I would not rely at all on applying uneven moisture--as in only watering the top without concern for the bottom of the container. The entire container should get watering throughly when it is watered, just as any containerized plant would. Remember, "overwatering" is done by watering too often, not by throughly soaking a plant, or seed that has good drainage.

I have bad luck with overhead watering tiny seedlings. The blast from the water, no matter how gentle the spray, causes the seedlings to flatten. Of course, the do usually bounce right back, but IMHO, why take the risk?? When bottom watering will not harm anything!

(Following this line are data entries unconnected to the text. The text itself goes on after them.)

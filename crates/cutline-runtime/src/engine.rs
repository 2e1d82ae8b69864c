#![forbid(unsafe_code)]

//! Host-facing facade.
//!
//! [`TimelineEngine`] wires one [`PositionStore`] to one [`DragController`]
//! and enforces the hand-offs between them:
//!
//! - the store is locked while a drag is live, so a remote snapshot cannot
//!   snap the dragged entry back;
//! - a release commits the settled map through
//!   [`PositionStore::update_positions`], which converts the drag's lock into
//!   a persistence lock;
//! - a discarded or canceled drag releases the lock without touching the map.
//!
//! Every public operation runs inside the engine's `timeline` span.

use cutline_core::{
    DragPhase, EntryId, Frame, Instant, PointerInput, PointerPosition, PositionMap, TrackGeometry,
};
use cutline_layout::{CoordinateSystem, FluidParams};
use tracing::{Span, debug, info_span};

use crate::config::EngineConfig;
use crate::drag::{DragController, DragEffect, NeighborDistance};
use crate::error::{self, PersistError};
use crate::persistence::{BatchId, PersistBatch, PositionPersistence};
use crate::reconcile::{RemoteEntry, SyncReport};
use crate::store::{LockReason, PositionStore, UpdateOptions, UpdateOutcome};

/// Reason recorded on writes produced by a drag release.
pub const DRAG_REASON: &str = "drag";

/// Result of [`TimelineEngine::on_pointer_up`].
#[derive(Debug, Clone, PartialEq)]
pub struct ReleaseOutcome {
    pub effect: DragEffect,
    /// Set when the release produced a commit attempt.
    pub update: Option<UpdateOutcome>,
}

/// Position engine for one timeline.
#[derive(Debug)]
pub struct TimelineEngine {
    config: EngineConfig,
    store: PositionStore,
    drag: DragController,
    span: Span,
}

impl TimelineEngine {
    #[must_use]
    pub fn new(config: EngineConfig) -> Self {
        Self::with_positions(config, &PositionMap::new())
    }

    /// Create an engine seeded with `initial` positions.
    #[must_use]
    pub fn with_positions(config: EngineConfig, initial: &PositionMap) -> Self {
        let span = info_span!("timeline", session = %config.session_label);
        let store = {
            let _entered = span.enter();
            PositionStore::with_positions(initial, config.to_store_timeouts())
        };
        let drag = DragController::new(
            config.to_gesture_config(),
            config.to_fluid_params(),
            config.frame_padding,
        );
        Self {
            config,
            store,
            drag,
            span,
        }
    }

    // ── Reads ─────────────────────────────────────────────────────────

    #[must_use]
    pub fn config(&self) -> &EngineConfig {
        &self.config
    }

    /// Owned copy of the committed positions.
    #[must_use]
    pub fn get_positions(&self) -> PositionMap {
        self.store.snapshot()
    }

    #[must_use]
    pub fn positions(&self) -> &PositionMap {
        self.store.positions()
    }

    #[must_use]
    pub fn store(&self) -> &PositionStore {
        &self.store
    }

    #[must_use]
    pub fn revision(&self) -> u64 {
        self.store.revision()
    }

    #[must_use]
    pub fn drag_phase(&self) -> DragPhase {
        self.drag.phase()
    }

    #[must_use]
    pub fn preview(&self) -> Option<&PositionMap> {
        self.drag.preview()
    }

    #[must_use]
    pub fn candidate(&self) -> Option<Frame> {
        self.drag.candidate()
    }

    #[must_use]
    pub fn swap_target(&self) -> Option<&EntryId> {
        self.drag.swap_target()
    }

    #[must_use]
    pub fn neighbor_distance(&self) -> Option<NeighborDistance> {
        self.drag.neighbor_distance()
    }

    /// Coordinate bounds for rendering: the live drag's bounds if any,
    /// otherwise bounds derived from the committed map.
    #[must_use]
    pub fn bounds(&self) -> CoordinateSystem {
        self.drag.bounds().unwrap_or_else(|| {
            CoordinateSystem::from_positions(self.store.positions(), self.config.frame_padding)
        })
    }

    // ── Store operations ──────────────────────────────────────────────

    pub fn update_positions(
        &mut self,
        next: &PositionMap,
        options: UpdateOptions,
        now: Instant,
    ) -> UpdateOutcome {
        let _entered = self.span.clone().entered();
        self.store.update_positions(next, options, now)
    }

    pub fn sync_from_remote(&mut self, remote: &[RemoteEntry], now: Instant) -> SyncReport {
        let _entered = self.span.clone().entered();
        self.store.sync_from_remote(remote, now)
    }

    pub fn take_persist_requests(&mut self) -> Vec<PersistBatch> {
        self.store.take_persist_requests()
    }

    pub fn complete_persist(
        &mut self,
        batch: BatchId,
        result: std::result::Result<(), PersistError>,
    ) -> error::Result<()> {
        let _entered = self.span.clone().entered();
        self.store.complete_persist(batch, result)
    }

    /// Drive every queued batch through `backend`, oldest first.
    ///
    /// All batches are attempted even if one fails. Returns how many were
    /// persisted, or the first failure.
    pub fn flush<P>(&mut self, backend: &mut P) -> error::Result<usize>
    where
        P: PositionPersistence + ?Sized,
    {
        let _entered = self.span.clone().entered();
        let mut persisted = 0;
        let mut first_error = None;
        for batch in self.store.take_persist_requests() {
            let result = backend.persist_batch(&batch.updates);
            match self.store.complete_persist(batch.id, result) {
                Ok(()) => persisted += 1,
                Err(err) => {
                    first_error.get_or_insert(err);
                }
            }
        }
        match first_error {
            Some(err) => Err(err),
            None => Ok(persisted),
        }
    }

    /// Host-requested quiet period. Remote snapshots are ignored until
    /// [`unlock`](Self::unlock) or the lock timeout.
    pub fn lock(&mut self, now: Instant) {
        let _entered = self.span.clone().entered();
        self.store.lock(LockReason::Host, now);
    }

    /// End a host lock. Locks held by a drag or a persist are left alone.
    pub fn unlock(&mut self) -> bool {
        let _entered = self.span.clone().entered();
        self.store.unlock_if(LockReason::Host)
    }

    pub fn tick(&mut self, now: Instant) {
        let _entered = self.span.clone().entered();
        self.store.tick(now);
    }

    /// Change the adjacency context; the minimum gap follows it.
    pub fn set_context_frames(&mut self, context: u32) {
        self.config.context_frames = context;
        self.drag.set_params(FluidParams::from_context(context));
    }

    // ── Drag operations ───────────────────────────────────────────────

    pub fn begin_drag(
        &mut self,
        id: &str,
        input: PointerInput,
        geometry: Option<TrackGeometry>,
        now: Instant,
    ) -> DragEffect {
        let _entered = self.span.clone().entered();
        self.drag
            .begin(id, input, geometry, self.store.positions(), now)
    }

    pub fn on_pointer_move(&mut self, position: PointerPosition, now: Instant) -> DragEffect {
        let _entered = self.span.clone().entered();
        let effect = self.drag.pointer_move(position);
        if matches!(effect, DragEffect::Started { .. } | DragEffect::Preview { .. }) {
            self.store.lock(LockReason::Drag, now);
        }
        effect
    }

    pub fn on_pointer_up(&mut self, position: PointerPosition, now: Instant) -> ReleaseOutcome {
        let _entered = self.span.clone().entered();
        let effect = self.drag.pointer_up(position, self.store.positions());
        let update = match &effect {
            DragEffect::Released { positions, .. } => {
                let outcome =
                    self.store
                        .update_positions(positions, UpdateOptions::reason(DRAG_REASON), now);
                if outcome == UpdateOutcome::Unchanged {
                    self.store.release_drag_lock();
                }
                self.drag.finish(now);
                Some(outcome)
            }
            DragEffect::Noop(reason) => {
                debug!(?reason, "pointer up ignored");
                self.store.release_drag_lock();
                None
            }
            _ => None,
        };
        ReleaseOutcome { effect, update }
    }

    /// Drop the live drag, if any, without committing.
    pub fn cancel_drag(&mut self) -> Option<EntryId> {
        let _entered = self.span.clone().entered();
        let canceled = self.drag.cancel();
        self.store.release_drag_lock();
        canceled
    }
}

Of course, I am different than most--trying to grow like a professional without having a greenhouse, but I strive to germinate and grow every single seed that I have spent my money on. (I grew 15,000 plants from seed in 2004). I know most people arent so particular. And yes, overhead watering will work, we did it in our greenhouses all the time, but the equipment is different than what most of us have at home.

To ensure even moisture, use SHALLOW CONTAINERS! Or rather, recycle those butter bowls and such things, but what is important is to only use about one inch of seeding mix in the container. Think about it: if you use too deep of a mix, and you have itty bitty seedlings growing at the top, those seedlings will dry out way before the mix 3 or 4 inches down at the bottom of the container will. And if you add more water for those seedlings, then even more water is being saturated into the bottom, which never had the chance to dry out, and this WILL create a drainage problem from too much moisture.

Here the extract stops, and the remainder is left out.